Il trailer di Cronos: The New Dawn mostra i combattimenti in stile Dead Space e la fusione dei nemici

Tempo di lettura: 2 minuti

Se hai nostalgia dei corridoi marcescenti e delle operazioni tattiche di chirurgia degli arti di Dead Space, sembra che il prossimo Cronos di Bloober : The New Dawn di Bloober potrebbe essere la soluzione che fa per te. Dopo aver rivelato che stanno rifacendo il primo Silent Hill, il team polacco ha pubblicato un nuovo trailer di Cronos che mostra altre caratteristiche del suo sparatutto in terza persona con le bolle di sapone.

Pubblicità Fanatical.com - Big savings on official Steam games

In particolare, viene messa in evidenza la meccanica Merge, grazie alla quale le bestie gutturali note come Orfani divorano i cadaveri dei loro fratelli per potenziare le loro abilità. È implicito che possono farlo più di una volta, quindi assicurati di ripulire tutto. Come in molti altri ambiti della vita, l’incenerimento puntuale può essere la cura.

Trovo il trailer interessante per un paio di motivi. Il motivo più semplice è che, sì, questo gioco puzza davvero di Dead Space, il mio amato. In particolare, la meccanica di fusione richiama alla mente quei terribili equivalenti di Necromorph facehugger che si aggirano rianimando i cadaveri. E non dimentichiamo le braccia e le gambe striscianti che si univano furtivamente in un Biggermorph se lasciate incustodite. Quanto li ho odiati. L’animazione, invece, non ha nulla da invidiare. Eccellentemente orribile.

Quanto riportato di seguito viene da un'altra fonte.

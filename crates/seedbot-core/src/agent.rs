//! The conversational agent: one model invocation per user turn, looping
//! through tool calls, with the exchange recorded in the history store.

use seedbot_history::HistoryStore;
use seedbot_tools::ToolRegistry;
use seedbot_types::{
    ChatMessage, LanguageModel, ModelRequest, SeedbotError, ToolContext, ToolError, ToolOutput,
    Turn, Usage, ellipsize,
};
use std::sync::Arc;
use std::time::Duration;
use tokio_util::sync::CancellationToken;

use crate::prompts;

/// Default cap on model invocations per turn.
pub const DEFAULT_MAX_TOOL_ITERATIONS: usize = 15;

/// Default deadline for one turn.
pub const DEFAULT_REQUEST_TIMEOUT: Duration = Duration::from_secs(120);

/// Bytes of tool output carried in [`AgentEvent::ToolEnd`].
const TOOL_OUTPUT_PREVIEW: usize = 200;

/// Events emitted while a turn is being answered.
#[derive(Debug)]
pub enum AgentEvent {
    /// A tool is about to be executed.
    ToolStart { name: String, input: String },
    /// A tool has finished executing.
    ToolEnd {
        name: String,
        output: String,
        is_error: bool,
    },
    /// Token usage accumulated over the turn.
    Usage(Usage),
    /// The turn completed and was recorded.
    Done,
    /// The turn was cancelled (e.g. Ctrl+C).
    Cancelled,
    /// The turn failed.
    Error(String),
}

/// Model and loop settings fixed at construction.
#[derive(Debug, Clone)]
pub struct AgentConfig {
    pub model: String,
    pub temperature: Option<f32>,
    pub max_tokens: Option<u32>,
    pub system_prompt: String,
    pub max_tool_iterations: usize,
    pub request_timeout: Duration,
}

impl Default for AgentConfig {
    fn default() -> Self {
        Self {
            model: "gpt-4o".to_string(),
            temperature: Some(0.7),
            max_tokens: None,
            system_prompt: prompts::SEEDBOT_PROMPT.to_string(),
            max_tool_iterations: DEFAULT_MAX_TOOL_ITERATIONS,
            request_timeout: DEFAULT_REQUEST_TIMEOUT,
        }
    }
}

/// Answers user messages for any number of sessions.
///
/// Turns within one session are serialized: the session log's lock is held
/// from reading prior turns until the new exchange is appended. Distinct
/// sessions run concurrently.
pub struct ConversationalAgent {
    model: Arc<dyn LanguageModel>,
    registry: ToolRegistry,
    history: Arc<HistoryStore>,
    config: AgentConfig,
}

impl ConversationalAgent {
    pub fn new(
        model: Arc<dyn LanguageModel>,
        registry: ToolRegistry,
        history: Arc<HistoryStore>,
        config: AgentConfig,
    ) -> Self {
        Self {
            model,
            registry,
            history,
            config,
        }
    }

    pub fn history(&self) -> &Arc<HistoryStore> {
        &self.history
    }

    pub fn config(&self) -> &AgentConfig {
        &self.config
    }

    pub fn registry(&self) -> &ToolRegistry {
        &self.registry
    }

    /// Answer `user_text` in the context of `session_id`.
    pub async fn respond(&self, session_id: &str, user_text: &str) -> Result<String, SeedbotError> {
        self.respond_with(session_id, user_text, CancellationToken::new(), |_| {})
            .await
    }

    /// Like [`respond`](Self::respond), with cancellation and progress events.
    ///
    /// On success the user turn and then the assistant turn are appended to
    /// the session's log. On any failure the log is left untouched.
    pub async fn respond_with<F>(
        &self,
        session_id: &str,
        user_text: &str,
        cancel: CancellationToken,
        mut on_event: F,
    ) -> Result<String, SeedbotError>
    where
        F: FnMut(AgentEvent) + Send,
    {
        let log = self.history.get_or_create(session_id);
        let mut guard = tokio::select! {
            biased;
            _ = cancel.cancelled() => {
                on_event(AgentEvent::Cancelled);
                return Err(SeedbotError::Cancelled);
            }
            guard = log.lock() => guard,
        };

        let mut messages: Vec<ChatMessage> = guard.turns().iter().map(ChatMessage::from).collect();
        messages.push(ChatMessage::user(user_text));
        tracing::debug!(
            session_id,
            prior_turns = guard.len(),
            "answering user turn"
        );

        let ctx = ToolContext {
            session_id: session_id.to_string(),
        };
        let limit = self.config.request_timeout;
        let outcome = {
            let run = self.run_tool_loop(&mut messages, &ctx, &mut on_event);
            tokio::select! {
                biased;
                _ = cancel.cancelled() => Err(SeedbotError::Cancelled),
                result = tokio::time::timeout(limit, run) => match result {
                    Ok(result) => result,
                    Err(_) => Err(SeedbotError::Timeout {
                        timeout_ms: limit.as_millis() as u64,
                    }),
                },
            }
        };

        match outcome {
            Ok((text, usage)) => {
                guard.push(Turn::user(user_text));
                guard.push(Turn::assistant(text.clone()));
                self.history.touch(session_id);
                on_event(AgentEvent::Usage(usage));
                on_event(AgentEvent::Done);
                Ok(text)
            }
            Err(SeedbotError::Cancelled) => {
                tracing::debug!(session_id, "turn cancelled");
                on_event(AgentEvent::Cancelled);
                Err(SeedbotError::Cancelled)
            }
            Err(e) => {
                tracing::warn!(session_id, error = %e, "turn failed");
                on_event(AgentEvent::Error(e.to_string()));
                Err(e)
            }
        }
    }

    /// Invoke the model until it produces a final answer, executing any tool
    /// calls it requests in between. Tool traffic stays in `messages` only.
    async fn run_tool_loop<F>(
        &self,
        messages: &mut Vec<ChatMessage>,
        ctx: &ToolContext,
        on_event: &mut F,
    ) -> Result<(String, Usage), SeedbotError>
    where
        F: FnMut(AgentEvent) + Send,
    {
        let tools = self.registry.definitions();
        let system = if self.config.system_prompt.is_empty() {
            None
        } else {
            Some(self.config.system_prompt.clone())
        };
        let mut total_usage = Usage::default();

        for iteration in 0..self.config.max_tool_iterations {
            let mut request = ModelRequest {
                model: self.config.model.clone(),
                system: system.clone(),
                messages: std::mem::take(messages),
                tools: tools.clone(),
                temperature: self.config.temperature,
                max_tokens: self.config.max_tokens,
            };

            let result = self.model.complete(&request).await;

            // Restore messages before propagating any error
            *messages = std::mem::take(&mut request.messages);

            let response = result?;
            total_usage.add(&response.usage);

            if !response.wants_tools() {
                tracing::debug!(iteration, "final answer");
                return Ok((response.text.unwrap_or_default(), total_usage));
            }

            messages.push(ChatMessage::Assistant {
                text: response.text.clone(),
                tool_calls: response.tool_calls.clone(),
            });

            for call in response.tool_calls {
                on_event(AgentEvent::ToolStart {
                    name: call.name.clone(),
                    input: call.arguments.to_string(),
                });

                let output = match self
                    .registry
                    .execute(&call.name, call.arguments, ctx.clone())
                    .await
                {
                    Ok(output) => output,
                    Err(ToolError::Retrieval(e)) => return Err(SeedbotError::RetrievalUnavailable(e)),
                    Err(e) => {
                        tracing::warn!(tool = %call.name, error = %e, "tool call rejected");
                        ToolOutput::error(e.to_string())
                    }
                };

                on_event(AgentEvent::ToolEnd {
                    name: call.name,
                    output: ellipsize(&output.text, TOOL_OUTPUT_PREVIEW),
                    is_error: output.is_error,
                });

                messages.push(ChatMessage::ToolResult {
                    call_id: call.id,
                    content: output.text,
                    is_error: output.is_error,
                });
            }
        }

        Err(SeedbotError::MaxIterations {
            limit: self.config.max_tool_iterations,
        })
    }
}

L’altro motivo che mi interessa è che continua un tema di Bloober, uno sviluppatore che ama raccontare storie di dimensioni che si sovrappongono in modo tortuoso. Observer – il miglior gioco di Bloober fino ad oggi, secondo me – esplorava la familiare premessa cyberpunk della carne e della muratura malata e corrotta dalla tecnologia digitale. The Medium ti offriva una visione splitscreen della Polonia degli anni ’90 e un purgatorio fungino adiacente ispirato ai paesaggi surrealisti di Zdzisław Beksiński. E in Cronos: New Dawn, sei un agente del “Collettivo” che si alterna tra una post-apocalisse distrutta e gli anni ’80. Il tuo compito è quello di digitalizzare ed estrarre le anime perdute dal passato per archiviarle al sicuro nel futuro. Tutto questo riflette i debiti creativi di Bloober nei confronti della serie Silent Hill, con le sue realtà parallele.

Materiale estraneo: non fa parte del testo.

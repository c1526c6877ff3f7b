//! [`LanguageModel`] implementation backed by the Chat Completions API.

use crate::client::ApiClient;
use crate::retry::RetryConfig;
use crate::wire::ChatCompletionRequest;
use seedbot_types::{ApiError, LanguageModel, ModelRequest, ModelResponse};
use std::future::Future;
use std::pin::Pin;
use std::time::Duration;

/// OpenAI chat model with function-style tool calling.
///
/// Retries live in [`ApiClient`]; this type only translates requests.
#[derive(Clone)]
pub struct OpenAiModel {
    client: ApiClient,
}

impl OpenAiModel {
    pub fn new(api_key: impl Into<String>, base_url: impl Into<String>) -> Result<Self, ApiError> {
        Ok(Self {
            client: ApiClient::new(api_key, base_url)?,
        })
    }

    pub fn from_client(client: ApiClient) -> Self {
        Self { client }
    }

    pub fn with_retry_config(mut self, config: RetryConfig) -> Self {
        self.client = self.client.with_retry_config(config);
        self
    }

    pub fn with_request_timeout(mut self, timeout: Duration) -> Self {
        self.client = self.client.with_request_timeout(timeout);
        self
    }
}

impl LanguageModel for OpenAiModel {
    fn complete<'a>(
        &'a self,
        request: &'a ModelRequest,
    ) -> Pin<Box<dyn Future<Output = Result<ModelResponse, ApiError>> + Send + 'a>> {
        Box::pin(async move {
            let wire = ChatCompletionRequest::from_model_request(request);
            let response = self.client.chat_completion(&wire).await?;
            let response = response.into_model_response()?;
            tracing::debug!(
                tool_calls = response.tool_calls.len(),
                finish_reason = ?response.finish_reason,
                "model responded"
            );
            Ok(response)
        })
    }

    fn name(&self) -> &str {
        "openai"
    }
}

#[cfg(test)]
mod tests {
    use super::*;

    #[test]
    fn openai_model_new() {
        assert!(OpenAiModel::new("sk-test", "https://api.example.com").is_ok());
    }

    #[test]
    fn openai_model_name() {
        let model = OpenAiModel::new("sk-test", "https://api.example.com")
            .unwrap()
            .with_retry_config(RetryConfig::none())
            .with_request_timeout(Duration::from_secs(5));
        assert_eq!(model.name(), "openai");
    }
}
//! Conversation log data types.

use chrono::{DateTime, Utc};
use seedbot_types::{Role, Turn};

/// The ordered, append-only turns of one session.
#[derive(Debug, Clone)]
pub struct ConversationLog {
    session_id: String,
    turns: Vec<Turn>,
    created_at: DateTime<Utc>,
    updated_at: DateTime<Utc>,
}

impl ConversationLog {
    /// Create a new empty log.
    pub fn new(session_id: impl Into<String>) -> Self {
        let now = Utc::now();
        Self {
            session_id: session_id.into(),
            turns: Vec::new(),
            created_at: now,
            updated_at: now,
        }
    }

    pub fn session_id(&self) -> &str {
        &self.session_id
    }

    /// Append a turn. Earlier turns are never touched.
    pub fn push(&mut self, turn: Turn) {
        self.updated_at = Utc::now();
        self.turns.push(turn);
    }

    pub fn turns(&self) -> &[Turn] {
        &self.turns
    }

    pub fn last(&self) -> Option<&Turn> {
        self.turns.last()
    }

    pub fn len(&self) -> usize {
        self.turns.len()
    }

    pub fn is_empty(&self) -> bool {
        self.turns.is_empty()
    }

    pub fn created_at(&self) -> DateTime<Utc> {
        self.created_at
    }

    pub fn updated_at(&self) -> DateTime<Utc> {
        self.updated_at
    }

    /// Generate a preview string from the first user turn.
    pub fn preview(&self) -> String {
        self.turns
            .iter()
            .find(|t| t.role == Role::User && !t.content.trim().is_empty())
            .map(|t| {
                let trimmed = t.content.trim();
                if trimmed.len() > 80 {
                    seedbot_types::ellipsize(trimmed, 77)
                } else {
                    trimmed.to_string()
                }
            })
            .unwrap_or_default()
    }

    /// Build a summary for listing.
    pub fn to_summary(&self) -> SessionSummary {
        SessionSummary {
            id: self.session_id.clone(),
            created_at: self.created_at,
            updated_at: self.updated_at,
            turn_count: self.turns.len(),
            preview: self.preview(),
        }
    }
}

/// Lightweight summary for session listing.
#[derive(Debug, Clone)]
pub struct SessionSummary {
    pub id: String,
    pub created_at: DateTime<Utc>,
    pub updated_at: DateTime<Utc>,
    pub turn_count: usize,
    pub preview: String,
}

impl SessionSummary {
    /// Short prefix of the session ID for display.
    pub fn short_id(&self) -> &str {
        seedbot_types::truncate_str(&self.id, 8)
    }

    /// Human-readable age string (e.g. "2h ago", "3d ago").
    pub fn age(&self) -> String {
        let minutes = (Utc::now() - self.updated_at).num_minutes();
        match minutes {
            m if m < 1 => "just now".to_string(),
            m if m < 60 => format!("{m}m ago"),
            m if m < 1440 => format!("{}h ago", m / 60),
            m => format!("{}d ago", m / 1440),
        }
    }
}

#[cfg(test)]
mod tests {
    use super::*;

    #[test]
    fn push_preserves_order() {
        let mut log = ConversationLog::new("s1");
        log.push(Turn::user("Hello"));
        log.push(Turn::assistant("Hi there"));
        assert_eq!(log.len(), 2);
        assert_eq!(log.turns()[0].content, "Hello");
        assert_eq!(log.last().map(|t| t.role), Some(Role::Assistant));
    }

    #[test]
    fn preview_uses_first_user_turn() {
        let mut log = ConversationLog::new("s1");
        log.push(Turn::assistant("Welcome"));
        log.push(Turn::user("  What is a Seedworld node?  "));
        assert_eq!(log.preview(), "What is a Seedworld node?");
    }

    #[test]
    fn preview_truncates_with_unicode_safety() {
        let mut log = ConversationLog::new("s1");
        log.push(Turn::user("\u{1F331}".repeat(82)));
        let preview = log.preview();
        assert!(preview.ends_with("..."));
        assert!(preview.len() <= 80);
    }

    #[test]
    fn summary_reflects_log() {
        let mut log = ConversationLog::new("0123456789abcdef");
        log.push(Turn::user("Tokens?"));
        let summary = log.to_summary();
        assert_eq!(summary.turn_count, 1);
        assert_eq!(summary.short_id(), "01234567");
        assert_eq!(summary.preview, "Tokens?");
        assert_eq!(summary.age(), "just now");
    }

    #[test]
    fn short_id_of_short_session() {
        let summary = ConversationLog::new("s1").to_summary();
        assert_eq!(summary.short_id(), "s1");
    }
}
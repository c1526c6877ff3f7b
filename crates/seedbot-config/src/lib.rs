//! Multi-tier TOML configuration for Seedbot.
//!
//! Reads configuration from multiple sources with precedence:
//! CLI flags > env vars > `~/.seedbot/config.toml` > defaults

use seedbot_types::{ConfigError, KnowledgeBase};
use serde::{Deserialize, Serialize};
use std::path::{Path, PathBuf};
use std::time::Duration;

pub use seedbot_api::DEFAULT_BASE_URL as DEFAULT_API_BASE_URL;
pub use seedbot_retrieval::{DEFAULT_EMBEDDING_MODEL, DEFAULT_TOP_K};

pub const DEFAULT_MODEL: &str = "gpt-4o";
pub const DEFAULT_TEMPERATURE: f32 = 0.7;
pub const DEFAULT_MAX_RETRIES: u32 = 2;
pub const DEFAULT_REQUEST_TIMEOUT_SECS: u64 = 120;
pub const DEFAULT_MAX_TOOL_ITERATIONS: usize = 15;
pub const DEFAULT_PINECONE_INDEX: &str = "seedworld-whitepaper-rag";
pub const DEFAULT_DOCUMENTS_DIR: &str = "./documents";
pub const DEFAULT_CHUNK_SIZE: usize = 100_000;
pub const DEFAULT_CHUNK_OVERLAP: usize = 200;

/// File name of the orders dataset inside the documents directory.
pub const ORDERS_FILE: &str = "order_details.csv";

/// Resolved configuration for a Seedbot process.
#[derive(Debug, Clone)]
pub struct SeedbotConfig {
    pub api_key: String,
    pub api_base_url: String,
    pub model: String,
    pub temperature: f32,
    pub max_tokens: Option<u32>,
    pub max_retries: u32,
    pub request_timeout: Duration,
    pub knowledge: KnowledgeConfig,
    pub history: HistoryConfig,
    pub max_tool_iterations: usize,
    pub config_dir: PathBuf,
}

#[derive(Debug, Clone)]
pub struct KnowledgeConfig {
    pub base: KnowledgeBase,
    pub embedding_model: String,
    pub top_k: usize,
    pub pinecone_host: Option<String>,
    pub pinecone_api_key: Option<String>,
    pub pinecone_index: String,
    pub documents_dir: PathBuf,
    pub chunk_size: usize,
    pub chunk_overlap: usize,
}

Questi temi si estendono a un’attenzione meccanica sulle implicazioni della fusione o della separazione delle cose. In Observer, la giunzione tra i regni digitali e non digitali produce un incubo grattugiato e frizzante, che deve essere sezionato in modo forense usando il tuo occhio bionico. In The Medium, dovrai tagliare le giunture della carne con un rasoio viscido mentre cerchi di conciliare l’architettura del mondano e dell’ultraterreno. E in Cronos dovrai preoccuparti di fondere i nemici, il che sembra parodiare l’obiettivo del Collettivo di recuperare e riunire gli spiriti elettronici dei morti da tempo.

Mi rendo conto che si tratta di un’analisi piuttosto veloce e approssimativa, ma a mia discolpa c’è il fatto che sto scrivendo un trailer di 90 secondi nei fatidici momenti finali della giornata lavorativa, correndo contro il tramonto per terminare un pezzo, e si trattava di questo o di sciorinare liriche sul gunfeel. Cronos: The New Dawn uscirà nel corso dell’anno su Steam ed Epic Games Store.